We are required to write a JavaScript function that takes in two sorted arrays of numbers. Our function should merge all the elements of both arrays into a new array and return that new array sorted in the same order.

Two-Pointer Approach

The most efficient approach uses two pointers to traverse both arrays simultaneously, comparing elements and adding the smaller one to the result array.
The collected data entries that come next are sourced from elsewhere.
use fl_project::schema::*;
use fl_project::{ValidationError, from_yaml_str, validate_project};

const BASE: &str = r#"
version: 1
name: base
substances:
  - id: water
    name: Water
    kind: { type: Liquid, density_kg_m3: 1000.0, viscosity_pa_s: 8.9e-4 }
  - id: air
    name: Air
    kind: { type: Gas, gas_constant_j_per_kg_k: 287.0, viscosity_pa_s: 1.8e-5 }
materials:
  - { id: al, name: Aluminium, roughness_m: 1.0e-7 }
components:
  - id: R1
    kind: { type: Cylinder, pressure_pa: 1.5e6, volume_m3: 5.0e-3 }
  - id: C1
    kind: { type: Conduit, length_m: 0.1, diameter_m: 0.01, material: al }
  - id: I1
    kind: { type: Injector, a: 0.2269, n: 0.4459 }
boundary: { pressure_pa: 1.0e5, mass_flow_kgps: 0.3, substance: water, temperature_k: 293.0 }
"#;

fn base() -> Project {
    from_yaml_str(BASE).unwrap()
}

#[test]
fn base_project_is_valid() {
    let p = base();
    assert_eq!(p.components.len(), 3);
    assert_eq!(p.solver, SolverDef::default());
}

#[test]
fn duplicate_component_id() {
    let mut p = base();
    let dup = p.components[1].clone();
    p.components.push(dup);
    assert!(matches!(
        validate_project(&p),
        Err(ValidationError::DuplicateId { .. })
    ));
}

#[test]
fn missing_material() {
    let mut p = base();
    p.components[1].kind = ComponentKind::Conduit {
        length_m: 0.1,
        diameter_m: 0.01,
        material: "steel".to_string(),
    };
    assert!(matches!(
        validate_project(&p),
        Err(ValidationError::MissingReference { .. })
    ));
}

#[test]
fn tank_substances_must_match_phase() {
    let mut p = base();
    p.components.insert(
        1,
        ComponentDef {
            id: "R2".to_string(),
            kind: ComponentKind::Tank {
                pressure_pa: 1e5,
                volume_m3: 5e-3,
                diameter_m: 0.16,
                inlet_diameter_m: 0.064,
                outlet_diameter_m: 0.064,
                pressurant: "water".to_string(),
                propellant: "air".to_string(),
                interface_position_m: 0.0,
            },
        },
    );
    assert!(matches!(
        validate_project(&p),
        Err(ValidationError::InvalidValue { .. })
    ));
}

#[test]
fn reducer_curves_are_checked() {
    let mut p = base();
    p.components.insert(
        1,
        ComponentDef {
            id: "PR1".to_string(),
            kind: ComponentKind::PressureReducer {
                curves: vec![PressureCurveDef {
                    input_pressure_pa: 4e7,
                    mass_flow_kgps: vec![0.5, 0.1],
                    output_pressure_pa: vec![1.2e7, 1.2e7],
                }],
            },
        },
    );
    assert!(validate_project(&p).is_err());
}

#[test]
fn source_must_come_first() {
    let mut p = base();
    p.components.swap(0, 1);
    assert!(matches!(
        validate_project(&p),
        Err(ValidationError::Unsupported { .. })
    ));
}

#[test]
fn unsupported_version() {
    let mut p = base();
    p.version = 7;
    assert!(matches!(
        validate_project(&p),
        Err(ValidationError::UnsupportedVersion { version: 7 })
    ));
}

#[test]
fn unknown_boundary_substance() {
    let mut p = base();
    p.boundary.substance = "kerosene".to_string();
    assert!(validate_project(&p).is_err());
}

#[test]
fn empty_chain_rejected() {
    let mut p = base();
    p.components.clear();
    assert!(validate_project(&p).is_err());
}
const arr1 = [1, 3, 4, 5, 6, 8];
const arr2 = [4, 6, 8, 9, 11];

const mergeSortedArrays = (arr1 = [], arr2 = []) => {
    const res = [];
    let i = 0;
    let j = 0;
    
    // Compare elements and add smaller one
    while(i < arr1.length && j < arr2.length){
        if(arr1[i] < arr2[j]){
            res.push(arr1[i]);
            i++;
        }else{
            res.push(arr2[j]);
            j++;
        }
    }
    
    // Add remaining elements from arr1
    while(i < arr1.length){
        res.push(arr1[i]);
        i++;
    }
    
    // Add remaining elements from arr2
    while(j < arr2.length){
        res.push(arr2[j]);
        j++;
    }
    
    return res;
};

console.log(mergeSortedArrays(arr1, arr2));
[ 1, 3, 4, 4, 5, 6, 6, 8, 8, 9, 11 ]

How It Works

The algorithm maintains two pointers i and j for arrays arr1 and arr2 respectively. It compares elements at current positions and adds the smaller element to the result, then advances the corresponding pointer. After one array is exhausted, remaining elements from the other array are added.
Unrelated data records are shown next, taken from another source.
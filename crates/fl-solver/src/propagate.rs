//! Chain propagator.
//!
//! Walks a chain from its terminal end toward the source, carrying a running
//! [`Node`]. Each component's [`Step`] decides how the node changes. A
//! [`Step::Source`] ends the walk; components upstream of it are never
//! visited.

use crate::chain::{ChainState, HydraulicChain};
use crate::error::{SolverError, SolverResult};
use fl_components::{EvalContext, ModelWarning, Step};
use fl_core::CompId;
use fl_core::units::{MassRate, Pressure, Time, s};
use fl_fluids::Node;

/// Default explicit Euler step for time-dependent component state (s).
pub const DEFAULT_TIME_STEP_S: f64 = 0.1;

#[derive(Debug, Clone)]
pub struct PropagationOptions {
    /// Time step handed to components with time-dependent state.
    pub time_step: Time,
    /// Keep every intermediate node.
    pub record_trace: bool,
}

impl Default for PropagationOptions {
    fn default() -> Self {
        Self {
            time_step: s(DEFAULT_TIME_STEP_S),
            record_trace: false,
        }
    }
}

/// How a component changed the running node.
#[derive(Debug, Clone, Copy, PartialEq, Eq)]
pub enum StepKind {
    Drop,
    Override,
    Replace,
    Source,
}

/// One visited component.
#[derive(Debug, Clone)]
pub struct TraceRecord {
    pub id: CompId,
    pub name: String,
    pub kind: &'static str,
    pub step: StepKind,
    /// Pressure change across the component, inlet minus outlet.
    pub pressure_delta: Pressure,
    /// Node at the component inlet.
    pub node: Node,
}

/// Intermediate nodes of one propagation, terminal end first.
#[derive(Debug, Clone)]
pub struct PropagationTrace {
    pub boundary: Node,
    pub records: Vec<TraceRecord>,
}

impl PropagationTrace {
    /// Boundary pressure followed by the pressure after every visited component.
    pub fn pressures(&self) -> Vec<Pressure> {
        std::iter::once(self.boundary.pressure())
            .chain(self.records.iter().map(|r| r.node.pressure()))
            .collect()
    }
}

/// Source component reached by a propagation.
#[derive(Debug, Clone, PartialEq)]
pub struct SourceInfo {
    pub id: CompId,
    pub name: String,
    pub nominal_pressure: Option<Pressure>,
}

#[derive(Debug, Clone)]
pub struct PropagationOutcome {
    /// Running node at the source (or at the chain head if no source was met).
    pub node: Node,
    pub source: Option<SourceInfo>,
    pub warnings: Vec<ModelWarning>,
    /// Names of relief devices that latched during this run.
    pub triggered_reliefs: Vec<String>,
    pub trace: Option<PropagationTrace>,
    /// Component state at the end of the run.
    pub state: ChainState,
}

impl PropagationOutcome {
    /// Pressure required at the source.
    pub fn pressure(&self) -> Pressure {
        self.node.pressure()
    }

    /// Mass flow drawn from the source.
    pub fn mass_flow(&self) -> MassRate {
        self.node.mass_flow()
    }
}

/// Propagate `boundary` through `chain` with freshly initialised component state.
pub fn propagate(
    chain: &HydraulicChain,
    boundary: &Node,
    options: &PropagationOptions,
) -> SolverResult<PropagationOutcome> {
    propagate_with_state(chain, boundary, ChainState::fresh(chain), options)
}

/// Propagate starting from an explicit component state.
pub fn propagate_with_state(
    chain: &HydraulicChain,
    boundary: &Node,
    mut state: ChainState,
    options: &PropagationOptions,
) -> SolverResult<PropagationOutcome> {
    chain.validate()?;
    if state.len() != chain.len() {
        return Err(SolverError::InvalidInput {
            what: format!(
                "state has {} entries for a chain of {}",
                state.len(),
                chain.len()
            ),
        });
    }
    if !options.time_step.value.is_finite() || options.time_step.value <= 0.0 {
        return Err(SolverError::InvalidInput {
            what: "time step must be positive".into(),
        });
    }

    let mut ctx = EvalContext::new(options.time_step);
    let mut node = boundary.clone();
    let mut source = None;
    let mut records = Vec::new();
    let before: Vec<bool> = relief_flags(&state);

    for (position, component) in chain.iter().enumerate().rev() {
        let name = component.name();
        let id = CompId::from_position(position).map_err(|_| SolverError::InvalidInput {
            what: "chain too long".into(),
        })?;
        let comp_state = state.get_mut(id).ok_or_else(|| SolverError::InvalidInput {
            what: format!("no state for position {position}"),
        })?;

        let step = component
            .step(&node, comp_state, &mut ctx)
            .map_err(|e| SolverError::at(name, position, e))?;

        let p_out = node.pressure();
        let (kind, next) = match step {
            Step::Drop(dp) => (StepKind::Drop, node.with_added_pressure(dp)),
            Step::Override(p) => (StepKind::Override, node.with_pressure(p)),
            Step::Replace(n) => (StepKind::Replace, Ok(n)),
            Step::Source => {
                source = Some(SourceInfo {
                    id,
                    name: name.to_string(),
                    nominal_pressure: component.nominal_pressure(),
                });
                (StepKind::Source, Ok(node.clone()))
            }
        };
        node = next.map_err(|e| SolverError::at(name, position, e.into()))?;

        tracing::debug!(
            component = name,
            position,
            kind = component.kind(),
            dp_pa = (node.pressure() - p_out).value,
            p_pa = node.pressure().value,
            mdot = node.mass_flow().value,
            "propagated"
        );

        if options.record_trace {
            records.push(TraceRecord {
                id,
                name: name.to_string(),
                kind: component.kind(),
                step: kind,
                pressure_delta: node.pressure() - p_out,
                node: node.clone(),
            });
        }

        if kind == StepKind::Source {
            break;
        }
    }

    match &source {
        Some(src) => tracing::info!(
            source = %src.name,
            pressure_pa = node.pressure().value,
            mdot = node.mass_flow().value,
            "propagation reached source"
        ),
        None => tracing::info!(
            pressure_pa = node.pressure().value,
            mdot = node.mass_flow().value,
            "propagation reached chain head without a source"
        ),
    }

    let triggered_reliefs = relief_flags(&state)
        .into_iter()
        .zip(before)
        .enumerate()
        .filter(|(_, (now, was))| *now && !*was)
        .filter_map(|(i, _)| chain.get(i).map(|c| c.name().to_string()))
        .collect();

    Ok(PropagationOutcome {
        node,
        source,
        warnings: ctx.into_warnings(),
        triggered_reliefs,
        trace: options.record_trace.then(|| PropagationTrace {
            boundary: boundary.clone(),
            records,
        }),
        state,
    })
}

fn relief_flags(state: &ChainState) -> Vec<bool> {
    state
        .iter()
        .map(|(_, s)| s.as_relief().is_some_and(|r| r.triggered))
        .collect()
}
Alternative: Using Spread and Sort

A simpler but less efficient approach combines both arrays and sorts the result:

const arr1 = [1, 3, 4, 5, 6, 8];
const arr2 = [4, 6, 8, 9, 11];

const mergeAndSort = (arr1, arr2) => {
    return [...arr1, ...arr2].sort((a, b) => a - b);
};

console.log(mergeAndSort(arr1, arr2));
[ 1, 3, 4, 4, 5, 6, 6, 8, 8, 9, 11 ]

Comparison

Method Time Complexity Space Complexity Efficiency
Two-Pointer O(m + n) O(m + n) Optimal for sorted arrays
Spread + Sort O((m + n) log(m + n)) O(m + n) Simpler but slower

Conclusion

The two-pointer approach is the most efficient method for merging sorted arrays with O(m + n) time complexity. Use the spread and sort method only for simplicity with small datasets.